**Activity**
The expected output is each line below containing "that", copied in full.

**Data for review**
╭──
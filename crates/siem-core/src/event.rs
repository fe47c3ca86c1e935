//! `RawEvent` and `UemEvent`: the two flat, string-keyed record shapes that
//! flow through the pipeline's streams.

use std::collections::HashMap;
use std::ops::{Deref, DerefMut};

/// A record produced by ingress, before normalization.
///
/// Reserved fields: `source` (origin address), `source_type` (e.g.
/// `http_json`, `syslog`), `message` (the original line for line-oriented
/// sources). All other fields are source-specific.
#[derive(Debug, Clone, Default, PartialEq, Eq)]
pub struct RawEvent(HashMap<String, String>);

impl RawEvent {
    pub fn new() -> Self {
        Self(HashMap::new())
    }

    pub fn from_map(fields: HashMap<String, String>) -> Self {
        Self(fields)
    }

    pub fn source_type(&self) -> &str {
        self.0.get("source_type").map(String::as_str).unwrap_or("")
    }

    pub fn message(&self) -> &str {
        self.0.get("message").map(String::as_str).unwrap_or("")
    }

    /// A stringified rendering used as the last-resort fallback for
    /// `event.original` when neither a mapping rule nor `message` supplies
    /// one. Deterministic ordering keeps this reproducible for tests.
    pub fn stringify(&self) -> String {
        let mut pairs: Vec<(&String, &String)> = self.0.iter().collect();
        pairs.sort_by(|a, b| a.0.cmp(b.0));
        let body = pairs
            .iter()
            .map(|(k, v)| format!("{k}={v}"))
            .collect::<Vec<_>>()
            .join(", ");
        format!("{{{body}}}")
    }
}

impl Deref for RawEvent {
    type Target = HashMap<String, String>;
    fn deref(&self) -> &Self::Target {
        &self.0
    }
}

impl DerefMut for RawEvent {
    fn deref_mut(&mut self) -> &mut Self::Target {
        &mut self.0
    }
}

impl From<HashMap<String, String>> for RawEvent {
    fn from(fields: HashMap<String, String>) -> Self {
        Self(fields)
    }
}

/// The Unified Event Model: a flat mapping from dotted field name to string,
/// produced by the normalizer and consumed by everything downstream.
///
/// Invariant: once constructed via [`UemEvent::finish`], `event.provider`
/// and `event.original` are never absent or empty.
#[derive(Debug, Clone, Default, PartialEq, Eq)]
pub struct UemEvent(HashMap<String, String>);

impl UemEvent {
    pub fn new() -> Self {
        Self(HashMap::new())
    }

    pub fn from_map(fields: HashMap<String, String>) -> Self {
        Self(fields)
    }

    pub fn provider(&self) -> &str {
        self.0.get("event.provider").map(String::as_str).unwrap_or("")
    }

    pub fn original(&self) -> &str {
        self.0.get("event.original").map(String::as_str).unwrap_or("")
    }

    pub fn get(&self, field: &str) -> &str {
        self.0.get(field).map(String::as_str).unwrap_or("")
    }

    pub fn set(&mut self, field: impl Into<String>, value: impl Into<String>) {
        self.0.insert(field.into(), value.into());
    }

    /// Appends `tag` to the event's `tags` field, comma-joining with any
    /// value already present.
    pub fn append_tag(&mut self, tag: &str) {
        match self.0.get_mut("tags") {
            Some(existing) if !existing.is_empty() => {
                existing.push(',');
                existing.push_str(tag);
            }
            _ => {
                self.0.insert("tags".to_string(), tag.to_string());
            }
        }
    }

    /// Applies the normalizer's default-fallback invariant: `event.provider`
    /// falls back to `raw.source_type`, `event.original` falls back to
    /// `raw.message`, and failing that to a stringified raw event.
    pub fn apply_defaults(&mut self, raw: &RawEvent) {
        if self.provider().is_empty() {
            self.set("event.provider", raw.source_type());
        }
        if self.original().is_empty() {
            let fallback = if raw.message().is_empty() {
                raw.stringify()
            } else {
                raw.message().to_string()
            };
            self.set("event.original", fallback);
        }
    }

    pub fn into_map(self) -> HashMap<String, String> {
        self.0
    }
}

impl Deref for UemEvent {
    type Target = HashMap<String, String>;
    fn deref(&self) -> &Self::Target {
        &self.0
    }
}

impl DerefMut for UemEvent {
    fn deref_mut(&mut self) -> &mut Self::Target {
        &mut self.0
    }
}

#[cfg(test)]
mod tests {
    use super::*;

    #[test]
    fn defaults_fill_provider_and_original_from_raw() {
        let mut raw = RawEvent::new();
        raw.insert("source_type".into(), "http_json".into());
        raw.insert("message".into(), "x".into());

        let mut event = UemEvent::new();
        event.apply_defaults(&raw);

        assert_eq!(event.provider(), "http_json");
        assert_eq!(event.original(), "x");
    }

    #[test]
    fn defaults_fall_back_to_stringified_raw_when_message_absent() {
        let mut raw = RawEvent::new();
        raw.insert("source_type".into(), "syslog".into());
        raw.insert("host".into(), "a".into());

        let mut event = UemEvent::new();
        event.apply_defaults(&raw);

        assert_eq!(event.provider(), "syslog");
        assert!(event.original().contains("host=a"));
    }

    #[test]
    fn append_tag_joins_with_comma() {
        let mut event = UemEvent::new();
        event.append_tag("a");
        event.append_tag("b");
        assert_eq!(event.get("tags"), "a,b");
    }

    #[test]
    fn missing_field_reads_as_empty_string() {
        let event = UemEvent::new();
        assert_eq!(event.get("source.ip"), "");
    }
}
╰──
**Completed task**
//! `RawEvent` and `UemEvent`: the two flat, string-keyed record shapes that
    /// `raw.message`, and failing that to a stringified raw event.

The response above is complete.